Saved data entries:
━━━
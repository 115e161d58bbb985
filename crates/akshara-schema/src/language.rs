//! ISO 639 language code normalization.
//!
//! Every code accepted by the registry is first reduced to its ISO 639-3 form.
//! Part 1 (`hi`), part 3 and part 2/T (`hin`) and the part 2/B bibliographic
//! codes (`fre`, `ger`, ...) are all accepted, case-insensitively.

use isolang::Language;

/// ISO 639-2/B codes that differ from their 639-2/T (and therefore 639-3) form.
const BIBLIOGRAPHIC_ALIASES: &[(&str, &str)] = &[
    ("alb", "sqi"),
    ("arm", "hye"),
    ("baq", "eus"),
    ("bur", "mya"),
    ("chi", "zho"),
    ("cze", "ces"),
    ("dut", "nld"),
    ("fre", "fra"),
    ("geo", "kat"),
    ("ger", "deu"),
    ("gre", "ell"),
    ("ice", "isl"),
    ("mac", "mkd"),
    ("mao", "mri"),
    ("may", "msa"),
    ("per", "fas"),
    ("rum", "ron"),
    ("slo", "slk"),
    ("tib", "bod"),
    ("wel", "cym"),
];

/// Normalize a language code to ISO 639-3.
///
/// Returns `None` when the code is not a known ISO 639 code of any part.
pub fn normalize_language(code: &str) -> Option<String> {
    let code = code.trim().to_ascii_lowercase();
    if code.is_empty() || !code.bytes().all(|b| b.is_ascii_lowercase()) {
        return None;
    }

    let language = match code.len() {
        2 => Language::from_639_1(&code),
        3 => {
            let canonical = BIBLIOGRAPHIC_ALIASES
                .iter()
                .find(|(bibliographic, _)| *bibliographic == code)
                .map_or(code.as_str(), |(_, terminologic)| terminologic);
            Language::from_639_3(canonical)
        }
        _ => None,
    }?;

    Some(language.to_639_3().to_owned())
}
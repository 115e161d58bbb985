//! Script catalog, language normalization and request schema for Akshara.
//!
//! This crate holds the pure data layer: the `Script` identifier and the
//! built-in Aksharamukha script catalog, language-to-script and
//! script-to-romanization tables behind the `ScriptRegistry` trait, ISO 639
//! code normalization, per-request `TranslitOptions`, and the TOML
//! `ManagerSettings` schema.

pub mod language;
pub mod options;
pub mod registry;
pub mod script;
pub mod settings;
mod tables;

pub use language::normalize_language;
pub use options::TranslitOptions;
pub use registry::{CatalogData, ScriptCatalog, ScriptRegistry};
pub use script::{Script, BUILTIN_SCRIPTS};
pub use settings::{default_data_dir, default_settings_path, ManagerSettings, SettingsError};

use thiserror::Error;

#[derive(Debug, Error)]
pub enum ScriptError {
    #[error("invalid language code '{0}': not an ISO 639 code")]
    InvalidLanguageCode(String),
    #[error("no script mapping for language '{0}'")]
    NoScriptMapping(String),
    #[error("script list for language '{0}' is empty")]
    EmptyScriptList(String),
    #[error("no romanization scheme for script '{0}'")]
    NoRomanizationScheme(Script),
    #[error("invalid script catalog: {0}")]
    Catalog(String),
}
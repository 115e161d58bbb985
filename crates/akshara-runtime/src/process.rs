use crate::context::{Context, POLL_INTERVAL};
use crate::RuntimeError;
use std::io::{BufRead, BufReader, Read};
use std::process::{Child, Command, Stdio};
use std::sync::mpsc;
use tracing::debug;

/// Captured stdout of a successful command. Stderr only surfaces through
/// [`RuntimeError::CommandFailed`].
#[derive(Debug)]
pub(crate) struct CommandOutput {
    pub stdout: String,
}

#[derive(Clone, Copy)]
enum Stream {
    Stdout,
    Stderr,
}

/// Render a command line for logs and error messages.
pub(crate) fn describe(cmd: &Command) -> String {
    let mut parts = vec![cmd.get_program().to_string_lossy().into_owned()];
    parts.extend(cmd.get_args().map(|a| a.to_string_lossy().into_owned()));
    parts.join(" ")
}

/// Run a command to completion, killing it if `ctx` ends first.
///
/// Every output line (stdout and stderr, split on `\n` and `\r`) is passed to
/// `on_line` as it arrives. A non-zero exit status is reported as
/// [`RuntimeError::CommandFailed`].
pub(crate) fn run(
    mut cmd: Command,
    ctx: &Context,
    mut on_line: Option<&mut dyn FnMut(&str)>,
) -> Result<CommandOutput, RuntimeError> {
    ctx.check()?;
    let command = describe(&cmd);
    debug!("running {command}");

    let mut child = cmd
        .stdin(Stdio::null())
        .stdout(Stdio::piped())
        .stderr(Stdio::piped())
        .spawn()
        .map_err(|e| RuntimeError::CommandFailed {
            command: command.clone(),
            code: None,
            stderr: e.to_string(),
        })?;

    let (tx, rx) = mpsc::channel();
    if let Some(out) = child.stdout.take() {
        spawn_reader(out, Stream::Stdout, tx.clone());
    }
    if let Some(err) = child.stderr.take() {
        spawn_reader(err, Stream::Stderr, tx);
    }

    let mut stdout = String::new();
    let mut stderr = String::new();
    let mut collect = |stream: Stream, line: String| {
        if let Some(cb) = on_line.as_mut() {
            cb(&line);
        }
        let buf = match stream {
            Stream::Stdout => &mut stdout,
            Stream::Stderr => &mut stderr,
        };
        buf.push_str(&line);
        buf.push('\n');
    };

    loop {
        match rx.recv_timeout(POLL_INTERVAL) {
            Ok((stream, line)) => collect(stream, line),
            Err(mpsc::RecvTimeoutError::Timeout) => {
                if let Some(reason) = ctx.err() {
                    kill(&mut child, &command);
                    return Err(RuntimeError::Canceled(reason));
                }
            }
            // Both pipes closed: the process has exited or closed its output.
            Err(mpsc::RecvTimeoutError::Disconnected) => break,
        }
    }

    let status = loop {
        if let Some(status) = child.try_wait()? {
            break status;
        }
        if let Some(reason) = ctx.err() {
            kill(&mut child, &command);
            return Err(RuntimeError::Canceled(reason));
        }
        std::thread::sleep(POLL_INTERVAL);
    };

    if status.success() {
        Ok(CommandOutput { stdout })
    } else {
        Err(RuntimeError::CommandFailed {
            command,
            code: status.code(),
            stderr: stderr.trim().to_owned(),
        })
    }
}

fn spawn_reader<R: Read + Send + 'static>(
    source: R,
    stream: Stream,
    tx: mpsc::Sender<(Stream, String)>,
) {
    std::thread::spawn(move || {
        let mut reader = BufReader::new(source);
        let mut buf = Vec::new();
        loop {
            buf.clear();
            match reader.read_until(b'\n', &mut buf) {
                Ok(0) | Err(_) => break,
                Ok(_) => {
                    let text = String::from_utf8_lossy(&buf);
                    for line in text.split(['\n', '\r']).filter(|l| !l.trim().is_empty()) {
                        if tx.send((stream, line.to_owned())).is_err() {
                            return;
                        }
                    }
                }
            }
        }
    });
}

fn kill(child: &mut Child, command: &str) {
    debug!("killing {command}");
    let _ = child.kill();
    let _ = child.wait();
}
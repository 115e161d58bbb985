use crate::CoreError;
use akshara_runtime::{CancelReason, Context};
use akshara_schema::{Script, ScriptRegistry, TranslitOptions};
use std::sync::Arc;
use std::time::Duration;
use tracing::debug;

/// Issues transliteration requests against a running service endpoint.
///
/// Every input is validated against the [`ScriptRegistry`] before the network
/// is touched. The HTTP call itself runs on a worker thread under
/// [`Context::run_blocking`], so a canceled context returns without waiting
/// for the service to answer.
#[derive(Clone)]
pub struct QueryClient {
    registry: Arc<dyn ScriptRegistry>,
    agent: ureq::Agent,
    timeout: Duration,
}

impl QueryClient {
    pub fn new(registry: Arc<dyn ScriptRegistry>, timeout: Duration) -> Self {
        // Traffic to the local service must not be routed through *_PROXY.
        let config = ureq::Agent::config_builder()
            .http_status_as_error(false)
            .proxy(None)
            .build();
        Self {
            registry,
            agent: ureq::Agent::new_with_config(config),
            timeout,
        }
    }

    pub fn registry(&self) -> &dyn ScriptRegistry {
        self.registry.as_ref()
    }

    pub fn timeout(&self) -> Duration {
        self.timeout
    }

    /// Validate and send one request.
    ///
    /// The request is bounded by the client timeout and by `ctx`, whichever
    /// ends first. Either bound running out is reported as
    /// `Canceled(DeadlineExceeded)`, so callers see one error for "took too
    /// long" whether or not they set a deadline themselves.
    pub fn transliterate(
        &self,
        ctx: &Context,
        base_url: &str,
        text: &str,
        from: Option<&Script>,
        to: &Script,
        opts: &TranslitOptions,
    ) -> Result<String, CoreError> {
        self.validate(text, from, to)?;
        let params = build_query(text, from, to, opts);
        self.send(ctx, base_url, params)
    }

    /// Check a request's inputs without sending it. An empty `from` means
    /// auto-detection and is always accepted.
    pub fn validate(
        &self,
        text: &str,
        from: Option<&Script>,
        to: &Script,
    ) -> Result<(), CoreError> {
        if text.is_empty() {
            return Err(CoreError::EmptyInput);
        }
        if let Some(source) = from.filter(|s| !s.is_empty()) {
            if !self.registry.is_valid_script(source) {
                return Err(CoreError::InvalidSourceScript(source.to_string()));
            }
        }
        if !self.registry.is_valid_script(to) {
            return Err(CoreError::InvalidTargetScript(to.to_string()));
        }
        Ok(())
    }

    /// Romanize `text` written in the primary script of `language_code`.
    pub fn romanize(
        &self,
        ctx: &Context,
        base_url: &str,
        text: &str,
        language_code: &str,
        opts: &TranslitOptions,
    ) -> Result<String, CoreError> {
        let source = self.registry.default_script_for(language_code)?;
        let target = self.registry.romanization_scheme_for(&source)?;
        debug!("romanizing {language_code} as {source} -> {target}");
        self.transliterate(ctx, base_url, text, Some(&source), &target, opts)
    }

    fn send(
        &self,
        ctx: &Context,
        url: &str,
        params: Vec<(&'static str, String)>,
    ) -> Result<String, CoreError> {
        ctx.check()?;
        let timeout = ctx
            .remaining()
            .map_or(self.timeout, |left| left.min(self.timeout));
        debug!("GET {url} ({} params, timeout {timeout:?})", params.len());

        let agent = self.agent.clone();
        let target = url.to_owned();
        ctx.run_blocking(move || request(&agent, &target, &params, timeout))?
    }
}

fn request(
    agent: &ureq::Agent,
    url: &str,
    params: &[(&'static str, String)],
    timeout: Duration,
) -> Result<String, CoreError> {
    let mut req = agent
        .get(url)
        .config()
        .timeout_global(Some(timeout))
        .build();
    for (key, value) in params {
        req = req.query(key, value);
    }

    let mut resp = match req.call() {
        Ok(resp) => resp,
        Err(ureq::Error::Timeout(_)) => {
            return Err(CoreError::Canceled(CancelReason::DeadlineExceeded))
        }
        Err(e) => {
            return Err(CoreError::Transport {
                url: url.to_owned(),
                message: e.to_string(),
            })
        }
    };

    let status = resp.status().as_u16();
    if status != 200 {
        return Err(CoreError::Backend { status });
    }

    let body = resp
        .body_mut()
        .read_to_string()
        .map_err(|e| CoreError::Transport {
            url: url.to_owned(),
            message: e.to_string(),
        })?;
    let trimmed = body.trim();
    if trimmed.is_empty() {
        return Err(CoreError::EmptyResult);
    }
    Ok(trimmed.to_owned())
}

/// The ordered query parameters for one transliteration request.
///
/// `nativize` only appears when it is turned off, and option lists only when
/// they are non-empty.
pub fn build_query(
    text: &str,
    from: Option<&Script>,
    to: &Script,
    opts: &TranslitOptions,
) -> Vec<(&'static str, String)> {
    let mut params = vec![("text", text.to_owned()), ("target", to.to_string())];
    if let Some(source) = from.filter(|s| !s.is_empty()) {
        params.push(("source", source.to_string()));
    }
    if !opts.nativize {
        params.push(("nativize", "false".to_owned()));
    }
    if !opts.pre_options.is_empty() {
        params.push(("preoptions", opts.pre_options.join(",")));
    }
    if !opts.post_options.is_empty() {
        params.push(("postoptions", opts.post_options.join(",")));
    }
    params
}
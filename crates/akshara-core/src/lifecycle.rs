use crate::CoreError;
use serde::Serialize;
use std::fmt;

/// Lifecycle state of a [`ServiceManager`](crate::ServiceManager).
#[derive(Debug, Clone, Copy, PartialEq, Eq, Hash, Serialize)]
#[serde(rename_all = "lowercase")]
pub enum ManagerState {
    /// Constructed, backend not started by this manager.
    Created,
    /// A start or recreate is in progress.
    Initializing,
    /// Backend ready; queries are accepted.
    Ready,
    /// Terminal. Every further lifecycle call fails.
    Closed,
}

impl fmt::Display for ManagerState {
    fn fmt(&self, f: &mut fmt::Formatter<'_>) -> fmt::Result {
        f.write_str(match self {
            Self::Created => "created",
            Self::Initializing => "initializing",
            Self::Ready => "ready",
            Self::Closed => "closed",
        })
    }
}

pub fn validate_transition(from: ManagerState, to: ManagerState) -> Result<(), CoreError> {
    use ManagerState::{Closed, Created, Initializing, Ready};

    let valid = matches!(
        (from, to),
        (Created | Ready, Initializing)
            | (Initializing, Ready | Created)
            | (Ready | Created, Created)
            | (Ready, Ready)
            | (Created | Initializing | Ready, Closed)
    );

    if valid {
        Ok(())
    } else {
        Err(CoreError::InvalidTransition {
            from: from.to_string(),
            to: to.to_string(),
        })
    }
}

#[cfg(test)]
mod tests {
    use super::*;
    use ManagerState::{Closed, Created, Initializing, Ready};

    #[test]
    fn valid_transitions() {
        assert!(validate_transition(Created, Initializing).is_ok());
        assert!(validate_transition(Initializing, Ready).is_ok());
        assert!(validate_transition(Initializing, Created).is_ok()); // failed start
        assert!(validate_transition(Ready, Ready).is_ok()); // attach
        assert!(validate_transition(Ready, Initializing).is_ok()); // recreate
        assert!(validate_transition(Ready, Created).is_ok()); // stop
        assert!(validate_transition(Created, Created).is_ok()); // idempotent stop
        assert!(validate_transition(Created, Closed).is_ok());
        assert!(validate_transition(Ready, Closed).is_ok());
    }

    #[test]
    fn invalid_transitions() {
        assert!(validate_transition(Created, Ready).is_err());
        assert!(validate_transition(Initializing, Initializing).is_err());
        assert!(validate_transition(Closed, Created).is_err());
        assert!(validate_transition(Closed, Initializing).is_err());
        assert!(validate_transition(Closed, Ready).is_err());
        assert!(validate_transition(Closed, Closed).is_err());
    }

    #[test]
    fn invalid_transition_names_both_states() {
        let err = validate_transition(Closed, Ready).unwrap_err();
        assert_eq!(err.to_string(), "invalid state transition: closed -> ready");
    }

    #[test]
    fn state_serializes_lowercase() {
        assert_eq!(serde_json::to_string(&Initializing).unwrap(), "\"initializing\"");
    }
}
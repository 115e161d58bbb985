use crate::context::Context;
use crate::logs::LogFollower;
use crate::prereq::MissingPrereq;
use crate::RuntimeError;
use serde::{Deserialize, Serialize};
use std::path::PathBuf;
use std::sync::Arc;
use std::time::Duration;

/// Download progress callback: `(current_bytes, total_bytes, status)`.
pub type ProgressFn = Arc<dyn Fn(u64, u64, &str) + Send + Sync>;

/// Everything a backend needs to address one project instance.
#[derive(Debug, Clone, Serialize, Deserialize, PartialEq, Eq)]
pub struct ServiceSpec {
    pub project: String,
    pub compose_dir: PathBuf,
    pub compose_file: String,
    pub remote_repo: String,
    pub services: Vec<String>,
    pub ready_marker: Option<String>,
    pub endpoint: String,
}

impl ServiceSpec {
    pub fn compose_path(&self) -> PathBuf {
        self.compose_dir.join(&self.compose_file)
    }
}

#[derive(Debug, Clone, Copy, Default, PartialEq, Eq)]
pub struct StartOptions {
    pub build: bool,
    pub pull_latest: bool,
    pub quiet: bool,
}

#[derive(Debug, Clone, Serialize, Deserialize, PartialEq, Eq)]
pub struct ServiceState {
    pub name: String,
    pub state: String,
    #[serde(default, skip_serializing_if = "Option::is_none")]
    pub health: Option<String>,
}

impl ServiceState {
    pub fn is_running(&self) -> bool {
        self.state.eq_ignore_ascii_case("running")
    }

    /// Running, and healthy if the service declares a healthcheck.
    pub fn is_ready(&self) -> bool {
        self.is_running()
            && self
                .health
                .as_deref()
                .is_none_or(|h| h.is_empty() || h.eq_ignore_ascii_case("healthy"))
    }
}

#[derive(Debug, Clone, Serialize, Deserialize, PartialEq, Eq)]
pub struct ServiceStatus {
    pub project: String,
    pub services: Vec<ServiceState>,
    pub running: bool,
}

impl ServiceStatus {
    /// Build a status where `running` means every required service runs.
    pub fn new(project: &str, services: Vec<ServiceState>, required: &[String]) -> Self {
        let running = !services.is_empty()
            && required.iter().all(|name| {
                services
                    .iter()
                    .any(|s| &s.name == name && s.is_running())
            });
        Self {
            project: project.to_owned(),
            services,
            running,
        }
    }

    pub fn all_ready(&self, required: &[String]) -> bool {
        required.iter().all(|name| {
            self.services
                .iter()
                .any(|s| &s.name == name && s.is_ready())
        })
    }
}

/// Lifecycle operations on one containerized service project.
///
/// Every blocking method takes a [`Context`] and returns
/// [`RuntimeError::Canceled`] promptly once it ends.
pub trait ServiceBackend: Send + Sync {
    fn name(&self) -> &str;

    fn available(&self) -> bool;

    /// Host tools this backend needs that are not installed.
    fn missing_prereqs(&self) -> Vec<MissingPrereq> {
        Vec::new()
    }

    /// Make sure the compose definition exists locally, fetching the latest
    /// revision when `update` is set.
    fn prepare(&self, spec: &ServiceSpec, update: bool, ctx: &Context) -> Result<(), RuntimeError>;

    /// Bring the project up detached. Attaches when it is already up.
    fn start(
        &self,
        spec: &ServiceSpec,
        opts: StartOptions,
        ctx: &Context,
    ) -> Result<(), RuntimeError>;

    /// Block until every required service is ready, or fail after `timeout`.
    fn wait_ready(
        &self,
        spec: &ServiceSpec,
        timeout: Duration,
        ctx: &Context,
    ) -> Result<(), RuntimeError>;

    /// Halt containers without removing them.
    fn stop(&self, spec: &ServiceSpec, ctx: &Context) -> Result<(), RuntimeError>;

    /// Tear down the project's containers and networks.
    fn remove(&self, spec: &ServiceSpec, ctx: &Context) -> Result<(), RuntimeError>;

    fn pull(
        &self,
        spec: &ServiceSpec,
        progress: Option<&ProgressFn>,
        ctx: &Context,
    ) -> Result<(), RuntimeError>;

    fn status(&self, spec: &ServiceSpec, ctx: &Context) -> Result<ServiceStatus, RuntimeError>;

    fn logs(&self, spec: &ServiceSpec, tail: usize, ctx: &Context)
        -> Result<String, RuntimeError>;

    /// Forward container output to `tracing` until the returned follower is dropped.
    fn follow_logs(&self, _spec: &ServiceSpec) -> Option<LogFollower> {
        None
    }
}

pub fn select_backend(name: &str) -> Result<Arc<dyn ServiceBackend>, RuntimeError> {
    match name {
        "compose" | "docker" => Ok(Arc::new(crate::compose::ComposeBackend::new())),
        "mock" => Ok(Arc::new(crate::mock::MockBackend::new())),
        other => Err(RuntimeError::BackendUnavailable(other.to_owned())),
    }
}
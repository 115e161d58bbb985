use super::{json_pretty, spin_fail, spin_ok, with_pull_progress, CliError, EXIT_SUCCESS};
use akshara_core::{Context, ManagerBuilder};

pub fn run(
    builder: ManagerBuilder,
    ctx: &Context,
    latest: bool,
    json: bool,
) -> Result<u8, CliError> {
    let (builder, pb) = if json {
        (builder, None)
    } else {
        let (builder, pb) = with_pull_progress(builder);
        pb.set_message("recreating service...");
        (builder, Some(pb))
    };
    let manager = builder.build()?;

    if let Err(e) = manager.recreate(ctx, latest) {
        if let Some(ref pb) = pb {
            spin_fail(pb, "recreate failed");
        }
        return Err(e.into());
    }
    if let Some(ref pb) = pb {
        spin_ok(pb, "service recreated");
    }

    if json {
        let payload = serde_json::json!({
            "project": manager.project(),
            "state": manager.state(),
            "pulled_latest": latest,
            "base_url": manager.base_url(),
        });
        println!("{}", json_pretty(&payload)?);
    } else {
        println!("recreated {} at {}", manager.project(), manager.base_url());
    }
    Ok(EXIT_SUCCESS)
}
━━━
:: ABOUT THIS TASK ::
State the number of lines in the records that contain the string "ureq", and nothing more.

:: ANSWER SPACE ::
5